3.根据权利要求2所述的检测EGFR耐药性突变的组合物,其特征在于,所述试剂盒中Taq DNA Polymerase的浓度为2x。
4.根据权利要求2所述的检测EGFR耐药性突变的组合物,其特征在于,所述引物的终浓度为0.2uM,试剂盒中dNTPs终浓度为0.5uM,缓冲液10xTaq PCR Buffer的终浓度为1x。
5.根据权利要求4所述的检测EGFR耐药性突变的组合物,其特征在于,所述用于配置引物的终浓度溶液的引物浓度为10uM。
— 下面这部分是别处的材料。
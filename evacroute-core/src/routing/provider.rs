//! Route provider trait and the safe-zone to candidate conversion.

use geo::Coord;

use crate::candidate::{Candidate, SafeZone};

use super::error::RoutingError;

/// A walking route returned by a [`RouteProvider`].
#[derive(Debug, Clone, PartialEq)]
#[cfg_attr(feature = "serde", derive(serde::Serialize, serde::Deserialize))]
pub struct RoutedPath {
    /// Route geometry in `[lon, lat]` order.
    pub path: Vec<Coord<f64>>,
    /// Total length in metres.
    pub distance_meters: f64,
    /// Estimated walking time in seconds.
    pub duration_seconds: f64,
}

impl RoutedPath {
    /// Construct a routed path.
    #[must_use]
    pub const fn new(path: Vec<Coord<f64>>, distance_meters: f64, duration_seconds: f64) -> Self {
        Self {
            path,
            distance_meters,
            duration_seconds,
        }
    }

    /// Report whether the route can be scored.
    ///
    /// A usable route has at least one point and finite, non-negative
    /// metrics.
    #[must_use]
    pub fn is_well_formed(&self) -> bool {
        let metric_ok = |value: f64| value.is_finite() && value >= 0.0;
        !self.path.is_empty() && metric_ok(self.distance_meters) && metric_ok(self.duration_seconds)
    }
}

/// Fetch walking routes between coordinates.
///
/// Implementations must be thread-safe (`Send` + `Sync`).
///
/// # Examples
///
/// ```rust
/// use geo::Coord;
/// use evacroute_core::{RouteProvider, RoutedPath, RoutingError};
///
/// struct StraightLine;
///
/// impl RouteProvider for StraightLine {
///     fn route(
///         &self,
///         origin: Coord<f64>,
///         destination: Coord<f64>,
///     ) -> Result<RoutedPath, RoutingError> {
///         Ok(RoutedPath::new(vec![origin, destination], 100.0, 72.0))
///     }
/// }
///
/// let routed = StraightLine.route(Coord { x: 0.0, y: 0.0 }, Coord { x: 0.0, y: 0.001 })?;
/// assert_eq!(routed.path.len(), 2);
/// # Ok::<(), RoutingError>(())
/// ```
pub trait RouteProvider: Send + Sync {
    /// Return the walking route from `origin` to `destination`.
    ///
    /// # Errors
    ///
    /// Returns a [`RoutingError`] when the service is unreachable, rejects
    /// the request or finds no route.
    fn route(&self, origin: Coord<f64>, destination: Coord<f64>)
    -> Result<RoutedPath, RoutingError>;

    /// Route from `origin` to every destination, preserving input order.
    ///
    /// The default issues one [`RouteProvider::route`] call at a time.
    /// Providers with a concurrent transport should override it.
    fn routes(
        &self,
        origin: Coord<f64>,
        destinations: &[Coord<f64>],
    ) -> Vec<Result<RoutedPath, RoutingError>> {
        destinations
            .iter()
            .map(|destination| self.route(origin, *destination))
            .collect()
    }
}

/// Route to every safe zone and keep the ones that produced a usable route.
///
/// Failed and malformed routes are logged at warn level and dropped.
/// Candidates keep the order of `zones`; unnamed zones are labelled by their
/// position in the listing.
pub fn route_candidates<P>(provider: &P, origin: Coord<f64>, zones: &[SafeZone]) -> Vec<Candidate>
where
    P: RouteProvider + ?Sized,
{
    let destinations: Vec<Coord<f64>> = zones.iter().map(|zone| zone.location).collect();
    let routed = provider.routes(origin, &destinations);

    zones
        .iter()
        .zip(routed)
        .enumerate()
        .filter_map(|(index, (zone, result))| {
            let name = zone.display_name(index);
            match result {
                Ok(route) if route.is_well_formed() => Some(Candidate::new(
                    name,
                    zone.location,
                    route.path,
                    route.distance_meters,
                    route.duration_seconds,
                )),
                Ok(_) => {
                    log::warn!("dropping {name}: routing service returned a malformed route");
                    None
                }
                Err(err) => {
                    log::warn!("dropping {name}: {err}");
                    None
                }
            }
        })
        .collect()
}
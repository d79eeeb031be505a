//! Core domain types and the route ranking algorithm for evacroute.
//!
//! Responsibilities:
//! - Model safe zones, routed candidates and hazard zones.
//! - Score routed candidates by distance, duration, hazard risk and path
//!   complexity, then rank them best first ([`RouteScorer`]).
//! - Define the seams to external collaborators: [`RouteProvider`] for
//!   walking routes and [`HazardAnalyzer`] for geometry tests.
//! - Derive turn-by-turn guidance along a chosen path.
//!
//! Boundaries:
//! - No I/O. Routing services and zone files live in `evacroute-data`.
//!
//! Invariants:
//! - Scoring is a pure function of its inputs, apart from the explicitly
//!   flagged random risk fallback.
//! - Coordinates are WGS84 with `x = longitude` and `y = latitude`.

#![forbid(unsafe_code)]
#![cfg_attr(docsrs, feature(doc_cfg))]

pub mod candidate;
pub mod guidance;
pub mod hazard;
pub mod normalise;
pub mod presentation;
pub mod risk;
pub mod routing;
pub mod scorer;
pub mod turns;

#[cfg(any(test, feature = "test-support"))]
#[doc(hidden)]
pub mod test_support;

pub use candidate::{Candidate, SafeZone, zone_display_name};
pub use guidance::{GuidanceTracker, Instruction, next_instruction};
pub use hazard::{GeoHazardAnalyzer, HazardAnalyzer, HazardZone};
pub use normalise::{Bounds, Criteria, CriteriaBounds};
pub use presentation::{RiskBand, format_duration};
pub use risk::{RiskAssessment, RiskFallback, RiskSource};
pub use routing::{RouteProvider, RoutedPath, RoutingError, route_candidates};
pub use scorer::{Ranking, RouteScorer, ScoreError, ScoreWeights, ScoredCandidate};
pub use turns::count_turns;
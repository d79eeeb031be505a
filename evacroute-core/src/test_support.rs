//! Deterministic collaborators for unit and behaviour tests.
//!
//! Compiled for this crate's own tests and behind the `test-support` feature.

use geo::{Coord, LineString, Polygon};

use crate::{HazardAnalyzer, RouteProvider, RoutedPath, RoutingError};

/// `HazardAnalyzer` that gives the same answer for every zone.
#[derive(Debug, Default, Clone, Copy, PartialEq)]
pub struct FixedHazardAnalyzer {
    intersects: bool,
    distance_km: Option<f64>,
}

impl FixedHazardAnalyzer {
    /// Every route crosses every zone.
    #[must_use]
    pub const fn intersecting() -> Self {
        Self {
            intersects: true,
            distance_km: Some(0.0),
        }
    }

    /// Every route crosses every zone whose centroid is `distance_km` away.
    #[must_use]
    pub const fn intersecting_at(distance_km: f64) -> Self {
        Self {
            intersects: true,
            distance_km: Some(distance_km),
        }
    }

    /// No route crosses a zone; every centroid is `distance_km` away.
    #[must_use]
    pub const fn at_distance(distance_km: f64) -> Self {
        Self {
            intersects: false,
            distance_km: Some(distance_km),
        }
    }

    /// No route crosses a zone and no centroid distance is defined.
    #[must_use]
    pub const fn clear() -> Self {
        Self {
            intersects: false,
            distance_km: None,
        }
    }
}

impl HazardAnalyzer for FixedHazardAnalyzer {
    fn intersects(&self, _path: &LineString<f64>, _zone: &Polygon<f64>) -> bool {
        self.intersects
    }

    fn centroid_distance_km(&self, _zone: &Polygon<f64>, _path: &LineString<f64>) -> Option<f64> {
        self.distance_km
    }
}

/// `RouteProvider` answering from a fixed table keyed by destination.
///
/// Destinations without an entry yield [`RoutingError::NoRoute`].
///
/// # Example
///
/// ```
/// use geo::Coord;
/// use evacroute_core::test_support::StubRouteProvider;
/// use evacroute_core::{RouteProvider, RoutedPath, RoutingError};
///
/// let origin = Coord { x: 0.0, y: 0.0 };
/// let zone = Coord { x: 0.0, y: 0.01 };
/// let provider = StubRouteProvider::default()
///     .with_route(zone, RoutedPath::new(vec![origin, zone], 1_100.0, 790.0));
///
/// assert!(provider.route(origin, zone).is_ok());
/// assert_eq!(provider.route(origin, origin), Err(RoutingError::NoRoute));
/// ```
#[derive(Debug, Default, Clone)]
pub struct StubRouteProvider {
    entries: Vec<(Coord<f64>, Result<RoutedPath, RoutingError>)>,
}

impl StubRouteProvider {
    /// Answer requests for `destination` with `route`.
    #[must_use]
    pub fn with_route(mut self, destination: Coord<f64>, route: RoutedPath) -> Self {
        self.entries.push((destination, Ok(route)));
        self
    }

    /// Answer requests for `destination` with `error`.
    #[must_use]
    pub fn with_failure(mut self, destination: Coord<f64>, error: RoutingError) -> Self {
        self.entries.push((destination, Err(error)));
        self
    }
}

impl RouteProvider for StubRouteProvider {
    fn route(
        &self,
        _origin: Coord<f64>,
        destination: Coord<f64>,
    ) -> Result<RoutedPath, RoutingError> {
        self.entries
            .iter()
            .find(|(key, _)| *key == destination)
            .map_or(Err(RoutingError::NoRoute), |(_, answer)| answer.clone())
    }
}
//! Error types emitted by the evacroute CLI.
//!
//! Keep this error type reasonably small, as many CLI helpers return
//! `Result<_, CliError>` and the workspace enables `clippy::result_large_err`.

use std::sync::Arc;

use camino::Utf8PathBuf;
use evacroute_core::ScoreError;
use evacroute_data::{ProviderBuildError, ZoneLoadError};
use thiserror::Error;

/// Errors emitted by the evacroute CLI.
#[derive(Debug, Error)]
pub enum CliError {
    /// Provided arguments failed Clap validation.
    #[error(transparent)]
    ArgumentParsing(#[from] clap::Error),
    /// Configuration layering failed (files, env, CLI).
    #[error("failed to load configuration: {0}")]
    Configuration(#[from] Arc<ortho_config::OrthoError>),
    /// A required option is missing after configuration merging.
    #[error("missing {field} (set --{field} or {env})")]
    MissingArgument {
        /// Long flag name.
        field: &'static str,
        /// Environment variable that can supply the value.
        env: &'static str,
    },
    /// The origin lies outside WGS84 coordinate ranges.
    #[error("origin ({lat}, {lon}) is not a valid latitude/longitude pair")]
    InvalidOrigin {
        /// Supplied latitude.
        lat: f64,
        /// Supplied longitude.
        lon: f64,
    },
    /// A referenced input path does not exist on disk or is not a file.
    #[error("{field} path {path:?} does not exist or is not a file")]
    MissingSourceFile {
        /// Flag naming the path.
        field: &'static str,
        /// Offending path.
        path: Utf8PathBuf,
    },
    /// A referenced input path could not be inspected due to an IO error.
    #[error("failed to inspect {field} path {path:?}: {source}")]
    InspectSourcePath {
        /// Flag naming the path.
        field: &'static str,
        /// Offending path.
        path: Utf8PathBuf,
        /// Underlying I/O failure.
        #[source]
        source: std::io::Error,
    },
    /// Loading a zone listing failed.
    #[error("failed to load {field}: {source}")]
    LoadZones {
        /// Flag naming the listing.
        field: &'static str,
        /// Underlying load failure.
        #[source]
        source: ZoneLoadError,
    },
    /// Constructing the route provider failed.
    #[error("failed to build route provider for {base_url:?}: {source}")]
    BuildRouteProvider {
        /// Routing service base URL.
        base_url: String,
        /// Underlying build failure.
        #[source]
        source: ProviderBuildError,
    },
    /// The scorer rejected the candidates.
    #[error("failed to rank routes: {0}")]
    Score(#[from] ScoreError),
    /// Serialising the ranking failed.
    #[error("failed to serialise ranking: {0}")]
    SerialiseRanking(#[source] serde_json::Error),
    /// A saved ranking could not be read.
    #[error("failed to read ranking {path:?}: {source}")]
    ReadRanking {
        /// Ranking file.
        path: Utf8PathBuf,
        /// Underlying I/O failure.
        #[source]
        source: std::io::Error,
    },
    /// A saved ranking is not the JSON written by `evaluate`.
    #[error("failed to parse ranking {path:?}: {source}")]
    ParseRanking {
        /// Ranking file.
        path: Utf8PathBuf,
        /// Underlying JSON failure.
        #[source]
        source: serde_json::Error,
    },
    /// The requested rank is past the end of the ranking.
    #[error("rank {rank} is out of range; the ranking holds {available} routes")]
    RankOutOfRange {
        /// Requested 1-based rank.
        rank: u16,
        /// Routes in the ranking.
        available: usize,
    },
    /// Writing the output failed.
    #[error("failed to write output: {0}")]
    WriteOutput(#[source] std::io::Error),
}
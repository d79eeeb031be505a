use thiserror::Error;

/// Errors from [`crate::RouteScorer`].
#[derive(Debug, Clone, PartialEq, Eq, Error)]
pub enum ScoreError {
    /// No hazard analyzer is bound and the scorer is configured to fail
    /// rather than guess.
    #[error("hazard risk cannot be assessed: no hazard analyzer is available")]
    RiskAssessmentUnavailable,
    /// The supplied weights cannot produce a meaningful cost.
    #[error("invalid score weights: {reason}")]
    InvalidWeights {
        /// Which constraint the weights violate.
        reason: &'static str,
    },
}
6.一种采用如权利要求2-5中任意一项所述的组合物进行检测EGFR耐药性突变的方法,其特征在于,包括步骤:
A.模板制备:石蜡包埋组织切片中提取DNA,使用紫外分光光度计对其进行浓度调整,作为PCR检测的模板;
B.反应组分配制:分别配制检测混合物和阴性对照品混合物;其中,检测混合物按PCR混合液10.5uL、模板DNA溶液2uL,加ddH2O补至50ul配制一管;阴性对照品混合物按PCR混合液10.5uL,不加DNA模板,加ddH2O补至50ul配制一管;
C.扩增:分别将检测混合物、阴性对照品混合物放入PCR仪扩增,按以下程度进行扩增:
(1)94℃,2-5min,1cycle;
(2)循环重复如下步骤30-35次:
94℃ 30S
50-60℃ 30S
72℃ 1-2kb/min;
(4)72℃, 5-10min;
D.结果判定:扩增产物直接点样电泳,如果检测物中扩增出片段和理论上设计引物时参照的目的片段大小一致,且阴性对照物无条带,说明样本DNA中含有该突变;如果检测物中没有扩增出片段,且阴性对照品无条带,说明检测物中不含该突变。